They noticed now for the first time that they were looking at some kind of a projection of the strangers out of time, rather than at the men themselves. The projection seemed to include the image of some kind of technical plant which the engineers supposed was the equipment involved in transport through time and space.

The figures began to move around before the complex panels.

Kennely said, "Come on. Let's get this Alladin's Lamp opened up."

As they began ripping the crate apart, Tarman gave one last despairing cry. "Stop it, you fiends!"

The engineers continued. They observed that the multitude of silver threads all disappeared through cracks in the crate and disappeared within the black mass of the machine within.
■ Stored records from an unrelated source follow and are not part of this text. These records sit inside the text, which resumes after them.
//! Message buffers and views.
//!
//! A message moves through three states: a [`MessageBuffer`] grows segment
//! by segment during the build callback, [`freeze`](MessageBuffer::freeze)
//! consumes it into an immutable [`FrozenMessage`], and the frozen message
//! is released when the last clone drops. The builder and the frozen type
//! are distinct, so the frozen invariant is structural: there is no way to
//! append to a message that dispatch can see.
//!
//! Each delivery task holds its own [`FrozenMessage`] clone; the clone count
//! is the buffer's reference count, and the shared segments are freed
//! exactly once, when the slowest delivery finishes.

use std::marker::PhantomData;
use std::sync::Arc;

use fanout_abi::{Index, MsgSegmentView, MsgType, MsgView, Word};
use smallvec::SmallVec;

use crate::arena::{Segment, WordArena};
use crate::Error;

// ---------------------------------------------------------------------------
// MessageBuffer
// ---------------------------------------------------------------------------

/// A message under construction.
///
/// Grow-only: segments are appended via [`allocate_segment`] and never
/// removed or resized. Dropping an unfrozen buffer discards the partial
/// message whole.
///
/// [`allocate_segment`]: MessageBuffer::allocate_segment
#[derive(Debug)]
pub struct MessageBuffer {
    msg_type: MsgType,
    arena: WordArena,
    segments: SmallVec<[Segment; 4]>,
}

impl MessageBuffer {
    /// Creates an empty buffer tagged with `msg_type`.
    #[must_use]
    pub fn new(msg_type: MsgType) -> Self {
        Self {
            msg_type,
            arena: WordArena::new(),
            segments: SmallVec::new(),
        }
    }

    /// The schema tag this message will be published under.
    #[must_use]
    pub fn msg_type(&self) -> MsgType {
        self.msg_type
    }

    /// Number of segments appended so far.
    #[must_use]
    pub fn num_segments(&self) -> usize {
        self.segments.len()
    }

    /// Appends a fresh zeroed segment of at least `min_words` words and
    /// returns a write view into it.
    ///
    /// # Errors
    ///
    /// [`Error::OutOfMemory`] if the arena allocation fails; the buffer is
    /// left unchanged.
    pub fn allocate_segment(&mut self, min_words: usize) -> Result<&mut [Word], Error> {
        let segment = self.arena.allocate(min_words)?;
        self.segments.push(segment);

        Ok(self
            .segments
            .last_mut()
            .expect("segment just pushed")
            .as_mut_slice())
    }

    /// Freezes the buffer into an immutable, shareable message.
    #[must_use]
    pub fn freeze(self) -> FrozenMessage {
        FrozenMessage {
            inner: Arc::new(FrozenInner {
                msg_type: self.msg_type,
                segments: self.segments,
            }),
        }
    }
}

// ---------------------------------------------------------------------------
// FrozenMessage
// ---------------------------------------------------------------------------

#[derive(Debug)]
struct FrozenInner {
    msg_type: MsgType,
    segments: SmallVec<[Segment; 4]>,
}

/// An immutable message shared across a fan-out.
///
/// Clones are cheap (one atomic increment) and each outstanding delivery
/// holds one; the segments are released when the last clone drops.
#[derive(Debug, Clone)]
pub struct FrozenMessage {
    inner: Arc<FrozenInner>,
}

impl FrozenMessage {
    /// The schema tag the message was published under.
    #[must_use]
    pub fn msg_type(&self) -> MsgType {
        self.inner.msg_type
    }

    /// Number of segments, in insertion order.
    #[must_use]
    pub fn num_segments(&self) -> usize {
        self.inner.segments.len()
    }

    /// Read view of segment `index`.
    #[must_use]
    pub fn segment(&self, index: usize) -> Option<&[Word]> {
        self.inner.segments.get(index).map(Segment::as_slice)
    }

    /// Number of outstanding references, including this one.
    #[must_use]
    pub fn ref_count(&self) -> usize {
        Arc::strong_count(&self.inner)
    }

    /// Borrows a zero-copy view over all segments.
    #[must_use]
    pub fn view(&self) -> MessageView<'_> {
        let raw: SmallVec<[MsgSegmentView; 4]> = self
            .inner
            .segments
            .iter()
            .map(|s| MsgSegmentView {
                data: s.as_ptr(),
                len: s.len() as Index,
            })
            .collect();

        MessageView {
            raw,
            msg_type: self.inner.msg_type,
            _frozen: PhantomData,
        }
    }
}

// ---------------------------------------------------------------------------
// MessageView
// ---------------------------------------------------------------------------

/// Borrowed read-only view over a frozen message's segments.
///
/// Valid only while the [`FrozenMessage`] it was taken from is; callbacks
/// receive a view scoped to their invocation and must not retain it.
#[derive(Debug)]
pub struct MessageView<'a> {
    raw: SmallVec<[MsgSegmentView; 4]>,
    msg_type: MsgType,
    _frozen: PhantomData<&'a FrozenInner>,
}

impl<'a> MessageView<'a> {
    /// The schema tag the message was published under.
    #[must_use]
    pub fn msg_type(&self) -> MsgType {
        self.msg_type
    }

    /// Number of segments.
    #[must_use]
    pub fn num_segments(&self) -> usize {
        self.raw.len()
    }

    /// Read view of segment `index`.
    #[must_use]
    pub fn segment(&self, index: usize) -> Option<&'a [Word]> {
        self.raw.get(index).map(|s| {
            // SAFETY: s points into a Segment owned by the FrozenMessage
            // this view borrows, alive and immutable for 'a.
            unsafe { std::slice::from_raw_parts(s.data, s.len as usize) }
        })
    }

    /// Iterates all segments in insertion order.
    pub fn segments(&self) -> impl Iterator<Item = &'a [Word]> + '_ {
        (0..self.raw.len()).filter_map(move |i| self.segment(i))
    }

    /// The ABI representation of this view.
    ///
    /// The returned struct points into `self` and is valid only while this
    /// view is borrowed and not moved.
    #[must_use]
    pub fn as_raw(&self) -> MsgView {
        MsgView {
            segments: self.raw.as_ptr(),
            num_segments: self.raw.len() as Index,
            msg_type: self.msg_type,
        }
    }
}

// ===========================================================================
// Tests
// ===========================================================================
"I'll bet that's a new method of wiring," said Kennely. "It looks as if our friends of the future simply place a machine near other machines and it hooks itself up like a spider spinning a web. Since this is a controlling device for shop machines such as ours, it automatically wired itself up and went to work. Perhaps some jolting due to the mishap of landing here switched on the initial circuits.

"Machines that spin their own hookup wiring! But you must be right," said Devon incredulously.

Suddenly, there was a whine in the air, like the scream of a shell overhead. The engineers instinctively ducked, then the very earth upon which the plant was built seemed to rock.

The engineers turned slowly, fearful of seeing the walls crumple about them.

Devon pointed towards Mac's pride, the giant brake. "Look!"

Kennely stood agape. Half the brake was gone, sheared cleanly away, and there was a ten-foot hole in the earth beneath the floor.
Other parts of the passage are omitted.